So I focused on my own research.
On day one of microdosing, something happened that convinced me to double down on this path: I completed a simple sudoku puzzle for the first time since my injury. My brain could process some information again, create new output! The bonus? It felt like my whole nervous system was calming down a bit too. But the real transformation came after my first supervised high-dose session.
 

Before that session, I could only spin around my own axis once before losing balance and falling thanks to my PPPD. Afterward? Fifteen times! It didn’t stay the same in the following days, as expected thanks to my research on timelines for new neural connections becoming solidified, but it proved my hypothesis backed by scientific research on neuroplasticity: this would help me. I was still nauseous but progress with discomfort is infinitely better than standing still.
 

Through careful protocol development, combining psilocybin with more researched targeted therapies, supplements, and exercises, I started, and to this day am, rebuilding my life. Not back to who I was - that person is gone - but forward to someone new, someone who understands both the devastation of TBI and the hope that science can offer. Especially after the many doctors in the medical system have said "This is it, learn to live with it." about a life full of pain, void of dreams, connection and fun.

"On day one of microdosing, I completed my first sudoku puzzle since getting injured. My brain could process information again, and my nervous system felt calmer than it had since my accident."

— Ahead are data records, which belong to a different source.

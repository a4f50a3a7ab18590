#[cfg(test)]
use crate::Tensor;

/// Asserts that two floating point values are approximately equal
///
/// # Arguments
/// * `a` - First value
/// * `b` - Second value
/// * `epsilon` - Maximum allowed difference
#[cfg(test)]
pub fn assert_close(a: f32, b: f32, epsilon: f32) {
    assert!((a - b).abs() <= epsilon);
}

/// Asserts that two tensors are exactly equal in both shape and values
///
/// # Arguments
/// * `a` - First tensor
/// * `b` - Second tensor
#[cfg(test)]
pub fn assert_tensors_eq(a: &Tensor, b: &Tensor) {
    assert_eq!(a.shape, b.shape);
    for (x, y) in a.data.iter().zip(b.data.iter()) {
        assert_eq!(x, y)
    }
}
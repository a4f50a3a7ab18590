use crate::Tensor;
use std::fmt::Debug;

/// Trait defining the interface for parameter optimization algorithms
pub trait Optimizer: Debug + Send + Sync {
    /// Initializes optimizer state (if any)
    fn init(&mut self, _params: &[&Tensor]) {}

    /// Updates parameters using computed gradients
    fn update_parameters(&mut self, params: &mut Vec<(&mut Tensor, &Tensor)>, learning_rate: f32);
}

/// Basic Stochastic Gradient Descent optimizer
#[derive(Debug, Default)]
pub struct SGD;

impl SGD {
    pub fn new() -> Self {
        SGD
    }
}

impl Optimizer for SGD {
    fn update_parameters(&mut self, params: &mut Vec<(&mut Tensor, &Tensor)>, learning_rate: f32) {
        for (param, grad) in params.iter_mut() {
            for i in 0..param.data.len() {
                param.data[i] -= learning_rate * grad.data[i];
            }
        }
    }
}

/// Gradient Descent with Momentum
#[derive(Debug)]
pub struct Momentum {
    /// Momentum coefficient
    momentum: f32,
    /// Velocity vectors for each parameter
    velocities: Vec<Tensor>,
}

impl Momentum {
    pub fn new(momentum: f32) -> Self {
        Momentum {
            momentum,
            velocities: Vec::new(),
        }
    }
}

impl Optimizer for Momentum {
    fn init(&mut self, params: &[&Tensor]) {
        self.velocities = params.iter().map(|p| Tensor::zeros_like(p)).collect();
    }

    fn update_parameters(&mut self, params: &mut Vec<(&mut Tensor, &Tensor)>, learning_rate: f32) {
        for ((param, grad), velocity) in params.iter_mut().zip(self.velocities.iter_mut()) {
            for i in 0..param.data.len() {
                // Update velocity and apply to parameters
                velocity.data[i] = self.momentum * velocity.data[i] - learning_rate * grad.data[i];
                param.data[i] += velocity.data[i];
            }
        }
    }
}

/// Adam optimizer (Adaptive Moment Estimation)
#[derive(Debug)]
pub struct Adam {
    /// Exponential decay rate for first moment estimates
    beta1: f32,
    /// Exponential decay rate for second moment estimates
    beta2: f32,
    /// Small constant for numerical stability
    epsilon: f32,
    /// First moment estimates
    velocities: Vec<Tensor>,
    /// Second moment estimates
    second_moments: Vec<Tensor>,
    /// Number of update steps taken
    timestep: usize,
}

impl Adam {
    pub fn new(beta1: f32, beta2: f32, epsilon: f32) -> Self {
        Adam {
            beta1,
            beta2,
            epsilon,
            velocities: Vec::new(),
            second_moments: Vec::new(),
            timestep: 0,
        }
    }
}

impl Default for Adam {
    fn default() -> Self {
        Adam::new(0.9, 0.999, 1e-8)
    }
}

impl Optimizer for Adam {
    fn init(&mut self, params: &[&Tensor]) {
        self.velocities = params.iter().map(|p| Tensor::zeros_like(p)).collect();
        self.second_moments = params.iter().map(|p| Tensor::zeros_like(p)).collect();
        self.timestep = 0;
    }

    fn update_parameters(&mut self, params: &mut Vec<(&mut Tensor, &Tensor)>, learning_rate: f32) {
        self.timestep += 1;

        // Calculate bias correction terms
        let beta1_correction = 1.0 - self.beta1.powi(self.timestep as i32);
        let beta2_correction = 1.0 - self.beta2.powi(self.timestep as i32);
        let beta1_complement = 1.0 - self.beta1;
        let beta2_complement = 1.0 - self.beta2;

        // Update parameters using Adam algorithm
        for ((param, grad), (velocity, second_moment)) in params.iter_mut().zip(
            self.velocities
                .iter_mut()
                .zip(self.second_moments.iter_mut()),
        ) {
            param
                .data
                .iter_mut()
                .zip(grad.data.iter())
                .zip(velocity.data.iter_mut())
                .zip(second_moment.data.iter_mut())
                .for_each(
                    |(((param_val, &grad_val), velocity_val), second_moment_val)| {
                        // Update biased first moment estimate
                        *velocity_val = self.beta1 * *velocity_val + beta1_complement * grad_val;
                        // Update biased second moment estimate
                        *second_moment_val = self.beta2 * *second_moment_val
                            + beta2_complement * grad_val * grad_val;

                        // Compute bias-corrected estimates
                        let m_hat = *velocity_val / beta1_correction;
                        let v_hat = *second_moment_val / beta2_correction;

                        *param_val -= learning_rate * m_hat / (v_hat.sqrt() + self.epsilon);
                    },
                );
        }
    }
}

"The current system focuses on helping people survive, not thrive.
It treats symptoms in isolation."

From Personal Recovery to Purpose


As I shared my journey with others, a pattern emerged. Too many TBI survivors were trapped in the same cycle I'd experienced: scattered medical care, outdated protocols, and no comprehensive approach to thriving and being part of society again. Friends (of friends) and family members reached out, recognizing their own struggles in my story.
 

One colleague of my sister had suffered for years severe headaches and exhaustion after work that prevented him from enjoying evenings with his family. His neurologist had never mentioned post-concussion visual syndrome being a possibility. After getting the right glasses at the neuro-optometrist I forwarded, his life changed overnight.
 

Stories like these made it clear: the current system focuses on helping people survive, not thrive. It’s not designed to properly inform and help people understand their brain and body in a truly holistic way when recovering. It treats symptoms in isolation rather than addressing the brain's remarkable capacity for healing when given the right tools.

From Science to Hope


What drives me isn't just personal experience, it's the growing body of peer-reviewed research showing that psilocybin can:
 

• Increase neuroplasticity up to double normal rates
• Promote the growth of entirely new brain cells (neurogenesis)
• Create lasting structural changes in regions crucial tor cognitive function
• Work synergistically with traditional therapies to accelerate recovery

 

This isn't about "doing drugs" or "having fun trip". It's about utilizing cutting-edge neuroscience to unlock the brain's natural healing potential. It's about giving TBI survivors something the medical system often can't: genuine hope for a better future.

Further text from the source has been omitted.